• **SUPPLIED DATA**
== Segment start ==
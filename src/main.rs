use std::{
    fs::File,
    io::{self, Read},
    path::PathBuf,
};

use anyhow::{anyhow, Result};
use clap::Parser;
use is_terminal::IsTerminal;
use lambda_runner::{
    loader, logs::DEFAULT_LOG_CAPACITY, samples, ContextOptions, HandlerRegistry, HarnessError,
    Invocation, InvocationParams,
};
use tracing_subscriber::EnvFilter;

/// Local harness which runs a registered handler against a JSON event, the way
/// the function platform would invoke it.
#[derive(Parser)]
#[clap(version)]
struct Opts {
    /// Handler to invoke, in the format MODULE.SYMBOL
    #[clap(required_unless_present = "list")]
    handler: Option<String>,

    /// Ignored; keeps the positional arguments in their historical order
    #[clap(hide = true)]
    event: Option<String>,

    /// Function name exposed through the context
    function_name: Option<String>,

    /// Memory limit in MB exposed through the context
    memory_limit_in_mb: Option<u32>,

    /// Timeout in seconds used for the remaining time budget
    timeout: Option<u64>,

    /// Path to a JSON file containing the event. Reads stdin when omitted
    #[clap(short, long)]
    input: Option<PathBuf>,

    /// Print a JSON report instead of the framed outcome line
    #[clap(short, long)]
    json: bool,

    /// List the registered handlers and exit
    #[clap(long)]
    list: bool,

    #[clap(long, env = "LAMBDA_RUNNER_REGION", default_value = "us-east-1")]
    region: String,

    #[clap(long, env = "LAMBDA_RUNNER_ACCOUNT_ID", default_value = "123456789012")]
    account_id: String,

    #[clap(long, env = "LAMBDA_RUNNER_FUNCTION_VERSION", default_value = "$LATEST")]
    function_version: String,

    /// Exit as soon as the handler completes instead of waiting for its
    /// background work
    #[clap(long)]
    no_wait_for_empty_event_loop: bool,

    /// Maximum bytes kept from the context logger
    #[clap(long, default_value_t = DEFAULT_LOG_CAPACITY)]
    log_capacity: usize,
}

impl Opts {
    fn params(&self) -> InvocationParams {
        InvocationParams {
            function_name: self.function_name.clone(),
            memory_limit_in_mb: self.memory_limit_in_mb,
            timeout_seconds: self.timeout,
        }
    }

    fn context_options(&self) -> ContextOptions {
        ContextOptions {
            region: self.region.clone(),
            account_id: self.account_id.clone(),
            function_version: self.function_version.clone(),
            callback_waits_for_empty_event_loop: !self.no_wait_for_empty_event_loop,
            log_capacity: self.log_capacity,
        }
    }

    fn input(&self) -> Result<Box<dyn Read>> {
        if let Some(path) = &self.input {
            let file = File::open(path)
                .map_err(|e| anyhow!("Couldn't load input {:?}: {}", path, e))?;
            Ok(Box::new(file))
        } else if !io::stdin().is_terminal() {
            Ok(Box::new(io::stdin()))
        } else {
            Err(HarnessError::MissingInput.into())
        }
    }
}

fn list(registry: &HandlerRegistry) {
    for (reference, arity) in registry.references() {
        println!("{reference} ({arity} arguments)");
    }
}

#[tokio::main(flavor = "current_thread")]
async fn main() -> Result<()> {
    tracing_subscriber::fmt()
        .with_env_filter(
            EnvFilter::try_from_default_env().unwrap_or_else(|_| EnvFilter::new("warn")),
        )
        .with_writer(io::stderr)
        .with_target(false)
        .without_time()
        .init();

    let opts: Opts = Opts::parse();
    let registry = samples::registry();

    let Some(handler) = opts.handler.as_deref().filter(|_| !opts.list) else {
        list(&registry);
        return Ok(());
    };

    let request = loader::load(opts.input()?, handler, opts.params())?;
    let shape = registry.resolve(&request.handler)?;

    let mut invocation = Invocation::dispatch(shape, request, &opts.context_options());
    if let Some(result) = invocation.wait_for_completion().await {
        if !opts.json {
            println!("{result}");
        }
    }

    if let Some(result) = invocation.settle().await {
        if opts.json {
            println!("{}", result.to_json());
        } else if !result.logs.is_empty() {
            if io::stderr().is_terminal() {
                eprintln!("{}", result.logs_banner());
            } else {
                eprint!("{}", result.logs);
            }
        }
    }

    Ok(())
}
== Segment end ==
Check each line of the data above, and please copy the ones in which the string "stderr" occurs.

        .with_writer(io::stderr)
            if io::stderr().is_terminal() {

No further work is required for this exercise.